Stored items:
******
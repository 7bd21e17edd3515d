use super::check::{DestroyCheck, StateCheck};
use super::config::{AccTestConfig, TestConfig, ACC_ENV_VAR};
use super::state::{ResourceState, State};
use super::{init_logging, AccTestError};
use crate::context::Context;
use crate::error::TfplugError;
use crate::plan::{plan_resource_change, PlanAction};
use crate::provider::{ConfigureProviderRequest, Provider, ProviderSchemaRequest, ResourceFactory};
use crate::resource::{
    ConfigureResourceRequest, CreateResourceRequest, DeleteResourceRequest,
    ImportResourceStateRequest, ReadResourceRequest, ResourceSchemaRequest, ResourceWithConfigure,
    UpdateResourceRequest, ValidateResourceConfigRequest,
};
use crate::schema::Schema;
use crate::types::{has_errors, ClientCapabilities, Diagnostic, DynamicValue};
use regex::Regex;
use std::any::Any;
use std::collections::{BTreeMap, HashMap};
use std::sync::Arc;

const HOST_VERSION: &str = concat!("tfplug-acctest/", env!("CARGO_PKG_VERSION"));

pub type ProviderFactory = Box<dyn Fn() -> Box<dyn Provider> + Send + Sync>;
pub type PreCheckFn = Box<dyn Fn(&AccTestConfig) -> Result<(), String> + Send + Sync>;

/// A full acceptance scenario
pub struct TestCase {
    /// Extra gating run after required credentials are confirmed
    pub pre_check: Option<PreCheckFn>,
    /// Credentials that must be present in `AccTestConfig` for the run to start
    pub required_credentials: Vec<String>,
    pub provider_factory: ProviderFactory,
    pub check_destroy: Option<Box<dyn DestroyCheck>>,
    pub steps: Vec<TestStep>,
}

impl TestCase {
    pub fn new(provider_factory: ProviderFactory) -> Self {
        Self {
            pre_check: None,
            required_credentials: vec![],
            provider_factory,
            check_destroy: None,
            steps: vec![],
        }
    }

    pub fn pre_check(
        mut self,
        pre_check: impl Fn(&AccTestConfig) -> Result<(), String> + Send + Sync + 'static,
    ) -> Self {
        self.pre_check = Some(Box::new(pre_check));
        self
    }

    pub fn require_credential(mut self, name: &str) -> Self {
        self.required_credentials.push(name.to_string());
        self
    }

    pub fn check_destroy(mut self, check: impl DestroyCheck + 'static) -> Self {
        self.check_destroy = Some(Box::new(check));
        self
    }

    pub fn step(mut self, step: TestStep) -> Self {
        self.steps.push(step);
        self
    }
}

/// Configuration source for a step
pub enum StepConfig {
    Literal(String),
    /// Built from the run's settings, so secrets come from `AccTestConfig`
    Rendered(Box<dyn Fn(&AccTestConfig) -> String + Send + Sync>),
}

impl StepConfig {
    fn render(&self, config: &AccTestConfig) -> String {
        match self {
            StepConfig::Literal(source) => source.clone(),
            StepConfig::Rendered(render) => render(config),
        }
    }
}

pub struct TestStep {
    pub config: StepConfig,
    pub check: Option<Box<dyn StateCheck>>,
    pub expect_non_empty_plan: bool,
    pub expect_error: Option<Regex>,
    /// Address of the resource an import step targets
    pub resource_name: Option<String>,
    pub import_state: bool,
    /// Defaults to the `id` of `resource_name` in the current state
    pub import_state_id: Option<String>,
    pub import_state_verify: bool,
    pub import_state_verify_ignore: Vec<String>,
}

impl TestStep {
    pub fn new(config: impl Into<String>) -> Self {
        Self::with_config(StepConfig::Literal(config.into()))
    }

    pub fn rendered(render: impl Fn(&AccTestConfig) -> String + Send + Sync + 'static) -> Self {
        Self::with_config(StepConfig::Rendered(Box::new(render)))
    }

    fn with_config(config: StepConfig) -> Self {
        Self {
            config,
            check: None,
            expect_non_empty_plan: false,
            expect_error: None,
            resource_name: None,
            import_state: false,
            import_state_id: None,
            import_state_verify: false,
            import_state_verify_ignore: vec![],
        }
    }

    pub fn check(mut self, check: Box<dyn StateCheck>) -> Self {
        self.check = Some(check);
        self
    }

    pub fn expect_non_empty_plan(mut self) -> Self {
        self.expect_non_empty_plan = true;
        self
    }

    pub fn expect_error(mut self, pattern: Regex) -> Self {
        self.expect_error = Some(pattern);
        self
    }

    /// Turn this into an import step for the resource at `address`
    pub fn import(mut self, address: &str) -> Self {
        self.resource_name = Some(address.to_string());
        self.import_state = true;
        self
    }

    pub fn import_state_id(mut self, id: impl Into<String>) -> Self {
        self.import_state_id = Some(id.into());
        self
    }

    pub fn import_state_verify(mut self, ignore: &[&str]) -> Self {
        self.import_state_verify = true;
        self.import_state_verify_ignore = ignore.iter().map(|s| s.to_string()).collect();
        self
    }
}

#[derive(Debug, Clone, PartialEq, Eq)]
pub enum TestOutcome {
    Passed { steps: usize },
    Skipped { reason: String },
}

/// Run a test case. Teardown runs whether or not the steps succeeded; a
/// step failure takes precedence over a teardown failure.
pub async fn run(config: &AccTestConfig, case: TestCase) -> Result<TestOutcome, AccTestError> {
    if !config.enabled {
        let reason = format!(
            "Acceptance tests skipped unless env '{}' set",
            ACC_ENV_VAR
        );
        tracing::info!("{}", reason);
        return Ok(TestOutcome::Skipped { reason });
    }

    init_logging(config.log_level);

    for name in &case.required_credentials {
        if config.credential(name).is_none() {
            return Err(AccTestError::PreCheck(format!("{} must be set.", name)));
        }
    }
    if let Some(pre_check) = &case.pre_check {
        pre_check(config).map_err(AccTestError::PreCheck)?;
    }

    let mut runner = Runner {
        case: &case,
        config,
        ctx: Context::new().with_timeout(config.timeout),
        state: State::default(),
        last_config: None,
    };

    let steps = runner.run_steps().await;
    let teardown = runner.teardown().await;
    steps?;
    teardown?;

    Ok(TestOutcome::Passed {
        steps: case.steps.len(),
    })
}

struct Runner<'a> {
    case: &'a TestCase,
    config: &'a AccTestConfig,
    ctx: Context,
    state: State,
    /// Last configuration a provider was successfully configured from,
    /// reused to configure the provider for teardown
    last_config: Option<TestConfig>,
}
******
- _Assignment_
In the data above, find each line that has the word "format" and copy it out.

- _Task solution_
        let reason = format!(
            return Err(AccTestError::PreCheck(format!("{} must be set.", name)));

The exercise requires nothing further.